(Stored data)
//! FIFO lot allocation.
//!
//! Walks lots oldest-first by `(purchase timestamp, purchase id)` and consumes
//! `min(remaining, needed)` from each until the request is covered. The plan is
//! only a description of what would be consumed; nothing is mutated here, so a
//! failed allocation leaves no trace.

use thiserror::Error;
use tracing::debug;

use lotledger_domain::{is_negligible, EventId, OpenLot};

/// One slice of a liquidation drawn from a single lot.
#[derive(Debug, Clone, Copy, PartialEq)]
pub struct Allocation {
    /// Position of the lot in the slice handed to [`allocate`].
    pub lot_index: usize,
    pub purchase_id: EventId,
    pub quantity: f64,
}

#[derive(Debug, Clone, Default, PartialEq)]
pub struct AllocationPlan {
    pub allocations: Vec<Allocation>,
}

impl AllocationPlan {
    pub fn total_quantity(&self) -> f64 {
        self.allocations.iter().map(|slice| slice.quantity).sum()
    }

    pub fn is_empty(&self) -> bool {
        self.allocations.is_empty()
    }
}

#[derive(Debug, Clone, Copy, PartialEq, Error)]
#[error("requested {requested} but only {available} available (short by {shortfall})")]
pub struct InsufficientInventory {
    pub requested: f64,
    pub available: f64,
    pub shortfall: f64,
}

/// Plans the FIFO consumption of `quantity_needed` from `lots`.
///
/// Lots are visited in `(purchased_at, purchase_id)` order regardless of their
/// position in the slice, and exhausted lots are skipped.
pub fn allocate(
    lots: &[OpenLot],
    quantity_needed: f64,
) -> Result<AllocationPlan, InsufficientInventory> {
    let mut order: Vec<usize> = (0..lots.len())
        .filter(|&idx| !lots[idx].is_exhausted())
        .collect();
    order.sort_by_key(|&idx| lots[idx].fifo_key());

    let mut outstanding = quantity_needed;
    let mut plan = AllocationPlan::default();

    for idx in order {
        if is_negligible(outstanding) {
            break;
        }
        let lot = &lots[idx];
        // Taking the whole lot when it is within tolerance of the request avoids dust.
        let take = if lot.remaining_quantity <= outstanding
            || is_negligible(lot.remaining_quantity - outstanding)
        {
            lot.remaining_quantity
        } else {
            outstanding
        };
        debug!(
            purchase_id = %lot.purchase_id,
            take,
            remaining = lot.remaining_quantity,
            "allocating from lot"
        );
        plan.allocations.push(Allocation {
            lot_index: idx,
            purchase_id: lot.purchase_id,
            quantity: take,
        });
        outstanding -= take;
    }

    if !is_negligible(outstanding) && outstanding > 0.0 {
        let available = quantity_needed - outstanding;
        return Err(InsufficientInventory {
            requested: quantity_needed,
            available,
            shortfall: outstanding,
        });
    }

    Ok(plan)
}

#[cfg(test)]
mod tests {
    use super::*;
    use chrono::{NaiveDate, NaiveDateTime};

    fn at(day: u32) -> NaiveDateTime {
        NaiveDate::from_ymd_opt(2024, 2, day)
            .unwrap()
            .and_hms_opt(0, 0, 0)
            .unwrap()
    }

    fn lot(id: u64, quantity: f64, price: f64, day: u32) -> OpenLot {
        OpenLot::new(EventId(id), quantity, price, at(day))
    }

    #[test]
    fn consumes_oldest_lot_first_and_splits_the_next() {
        let lots = vec![lot(1, 10.0, 5.0, 1), lot(2, 5.0, 6.0, 2)];
        let plan = allocate(&lots, 12.0).expect("enough inventory");

        assert_eq!(
            plan.allocations,
            vec![
                Allocation {
                    lot_index: 0,
                    purchase_id: EventId(1),
                    quantity: 10.0
                },
                Allocation {
                    lot_index: 1,
                    purchase_id: EventId(2),
                    quantity: 2.0
                },
            ]
        );
        assert_eq!(plan.total_quantity(), 12.0);
    }

    #[test]
    fn orders_by_purchase_date_not_slice_position() {
        let lots = vec![lot(5, 10.0, 150.0, 2), lot(6, 10.0, 100.0, 1)];
        let plan = allocate(&lots, 5.0).unwrap();
        assert_eq!(plan.allocations.len(), 1);
        assert_eq!(plan.allocations[0].purchase_id, EventId(6));
        assert_eq!(plan.allocations[0].lot_index, 1);
    }

    #[test]
    fn equal_timestamps_fall_back_to_purchase_id() {
        let lots = vec![lot(9, 4.0, 1.0, 3), lot(4, 4.0, 2.0, 3)];
        let plan = allocate(&lots, 6.0).unwrap();
        let ids: Vec<EventId> = plan.allocations.iter().map(|a| a.purchase_id).collect();
        assert_eq!(ids, vec![EventId(4), EventId(9)]);
    }

    #[test]
    fn skips_exhausted_lots() {
        let mut spent = lot(1, 10.0, 5.0, 1);
        spent.remaining_quantity = 0.0;
        let lots = vec![spent, lot(2, 5.0, 6.0, 2)];
        let plan = allocate(&lots, 1.0).unwrap();
        assert_eq!(plan.allocations[0].purchase_id, EventId(2));
    }

    #[test]
    fn reports_shortfall_when_lots_run_out() {
        let lots = vec![lot(1, 3.0, 6.0, 1)];
        let err = allocate(&lots, 5.0).expect_err("not enough inventory");
        assert_eq!(err.requested, 5.0);
        assert_eq!(err.available, 3.0);
        assert_eq!(err.shortfall, 2.0);
    }

    #[test]
    fn empty_inventory_is_a_full_shortfall() {
        let err = allocate(&[], 4.0).unwrap_err();
        assert_eq!(err.shortfall, 4.0);
        assert_eq!(err.available, 0.0);
    }

    #[test]
    fn fractional_requests_do_not_leave_dust() {
        let lots = vec![lot(1, 0.3, 1.0, 1), lot(2, 1.0, 1.0, 2)];
        let plan = allocate(&lots, 0.1 + 0.2).unwrap();
        assert_eq!(plan.allocations.len(), 1);
        assert_eq!(plan.allocations[0].quantity, 0.3);
    }
}
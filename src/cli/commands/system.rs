use lotledger_domain::CURRENT_SCHEMA_VERSION;

use crate::cli::error::{CommandError, CommandResult};
use crate::cli::help;
use crate::cli::io;
use crate::cli::output::section as output_section;
use crate::cli::registry::CommandEntry;
use crate::cli::shell_context::ShellContext;
use crate::utils::build_info;

pub(crate) fn definitions() -> Vec<CommandEntry> {
    vec![
        CommandEntry::new("version", "Show build metadata", "version", cmd_version),
        CommandEntry::new(
            "help",
            "Show available commands",
            "help [command]",
            cmd_help,
        ),
        CommandEntry::new("exit", "Exit the shell", "exit", cmd_exit),
    ]
}

fn cmd_version(_context: &mut ShellContext, _args: &[&str]) -> CommandResult {
    let meta = build_info::current();
    output_section(format!("Lot Ledger {}", meta.version));
    io::print_info(format!("  Journal schema: v{}", CURRENT_SCHEMA_VERSION));
    io::print_info(format!(
        "  Build hash    : {} ({})",
        meta.git_hash, meta.git_status
    ));
    io::print_info(format!("  Built at      : {}", meta.timestamp));
    io::print_info(format!("  Target        : {}", meta.target));
    io::print_info(format!("  Profile       : {}", meta.profile));
    io::print_info(format!("  Rustc         : {}", meta.rustc));
    Ok(())
}

fn cmd_help(context: &mut ShellContext, args: &[&str]) -> CommandResult {
    if let Some(raw) = args.first() {
        match context.command(&raw.to_lowercase()) {
            Some(entry) => help::print_command(entry),
            None => context.suggest_command(raw),
        }
        return Ok(());
    }

    help::print_overview(&context.registry);
    Ok(())
}

fn cmd_exit(context: &mut ShellContext, _args: &[&str]) -> CommandResult {
    if !context.confirm_exit()? {
        return Ok(());
    }
    Err(CommandError::ExitRequested)
}
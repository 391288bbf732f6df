//! lotledger-config
//!
//! Persistent user preferences for the lot ledger shell.
//! Owns the Config data structure plus disk persistence helpers.

pub mod error;
pub mod manager;
pub mod model;

pub use error::ConfigError;
pub use manager::{resolve_base_dir, ConfigManager, HOME_ENV_VAR};
pub use model::Config;
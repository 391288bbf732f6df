use std::path::{Path, PathBuf};

use lotledger_domain::{Event, Identifiable, Journal};

use crate::CoreError;

/// Describes a persisted backup artifact for a journal.
#[derive(Debug, Clone)]
pub struct JournalBackupInfo {
    pub journal: String,
    pub id: String,
    pub created_at: String,
    pub path: PathBuf,
}

/// Abstraction over persistence backends capable of storing journals and backups.
pub trait JournalStorage: Send + Sync {
    fn save_journal(&self, name: &str, journal: &Journal) -> Result<(), CoreError>;
    fn load_journal(&self, name: &str) -> Result<Journal, CoreError>;
    fn list_journals(&self) -> Result<Vec<String>, CoreError>;
    fn delete_journal(&self, name: &str) -> Result<(), CoreError>;
    fn save_journal_to_path(&self, journal: &Journal, path: &Path) -> Result<(), CoreError>;
    fn load_journal_from_path(&self, path: &Path) -> Result<Journal, CoreError>;
    fn backup_journal(
        &self,
        name: &str,
        journal: &Journal,
        note: Option<&str>,
    ) -> Result<JournalBackupInfo, CoreError>;
    fn list_backups(&self, name: &str) -> Result<Vec<JournalBackupInfo>, CoreError>;
    fn restore_backup(&self, backup: &JournalBackupInfo) -> Result<Journal, CoreError>;
}

/// Detects malformed events and id bookkeeping anomalies within a journal.
pub fn journal_warnings(journal: &Journal) -> Vec<String> {
    let mut warnings = Vec::new();

    for event in journal.events() {
        let id = event.id();
        if id >= journal.next_id {
            warnings.push(format!(
                "event {} is not below the next id {}",
                id, journal.next_id
            ));
        }
        if !(event.quantity().is_finite() && event.quantity() > 0.0) {
            warnings.push(format!(
                "event {} has non-positive quantity {}",
                id,
                event.quantity()
            ));
        }
        if !(event.price().is_finite() && event.price() > 0.0) {
            let label = match event {
                Event::Purchase(_) => "unit price",
                Event::Liquidation(_) => "selling price",
            };
            warnings.push(format!(
                "event {} has non-positive {} {}",
                id,
                label,
                event.price()
            ));
        }
    }
    warnings
}
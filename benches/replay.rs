use chrono::{Duration, NaiveDate};
use criterion::{black_box, criterion_group, criterion_main, BatchSize, Criterion};
use lot_ledger::core::{replay, LotLedger};
use lot_ledger::domain::{EventDraft, Journal};
use lot_ledger::storage::{load_journal_from_path, save_journal_to_path};
use tempfile::tempdir;

/// Alternates two purchases with one smaller sale so inventory never runs dry.
fn build_sample_journal(rounds: usize) -> Journal {
    let mut journal = Journal::new("Benchmark");
    let start = NaiveDate::from_ymd_opt(2024, 1, 1)
        .unwrap()
        .and_hms_opt(9, 0, 0)
        .unwrap();

    for idx in 0..rounds {
        let at = start + Duration::minutes((idx * 3) as i64);
        let price = 10.0 + (idx % 50) as f64;
        journal
            .append(EventDraft::purchase(5.0, price, at))
            .expect("append purchase");
        journal
            .append(EventDraft::purchase(3.0, price + 1.0, at + Duration::minutes(1)))
            .expect("append purchase");
        journal
            .append(EventDraft::liquidation(6.5, price + 4.0, at + Duration::minutes(2)))
            .expect("append liquidation");
    }
    journal
}

fn bench_replay(c: &mut Criterion) {
    let journal = build_sample_journal(black_box(3_000));

    c.bench_function("replay_9k_events", |b| {
        b.iter(|| {
            let ordered = journal.list_ordered();
            let state = replay(ordered.iter()).expect("replay");
            black_box(state);
        })
    });

    c.bench_function("ledger_from_journal_9k", |b| {
        b.iter_batched(
            || journal.clone(),
            |journal| black_box(LotLedger::from_journal(journal).expect("ledger")),
            BatchSize::LargeInput,
        )
    });
}

fn bench_journal_io(c: &mut Criterion) {
    let journal = build_sample_journal(black_box(3_000));
    let dir = tempdir().expect("tempdir");
    let file_path = dir.path().join("journal.json");

    c.bench_function("journal_save_9k", |b| {
        b.iter(|| save_journal_to_path(&journal, &file_path).expect("save journal"))
    });

    save_journal_to_path(&journal, &file_path).expect("seed");

    c.bench_function("journal_load_9k", |b| {
        b.iter(|| black_box(load_journal_from_path(&file_path).expect("load journal")))
    });
}

criterion_group!(benches, bench_replay, bench_journal_io);
criterion_main!(benches);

→ **Requirement**
Would you print exactly the lines from the first line of the entries above through the line that has "a single lot.", both included, and stop there?

→ **Answer to this exercise**
//! FIFO lot allocation.
//!
//! Walks lots oldest-first by `(purchase timestamp, purchase id)` and consumes
//! `min(remaining, needed)` from each until the request is covered. The plan is
//! only a description of what would be consumed; nothing is mutated here, so a
//! failed allocation leaves no trace.

use thiserror::Error;
use tracing::debug;

use lotledger_domain::{is_negligible, EventId, OpenLot};

/// One slice of a liquidation drawn from a single lot.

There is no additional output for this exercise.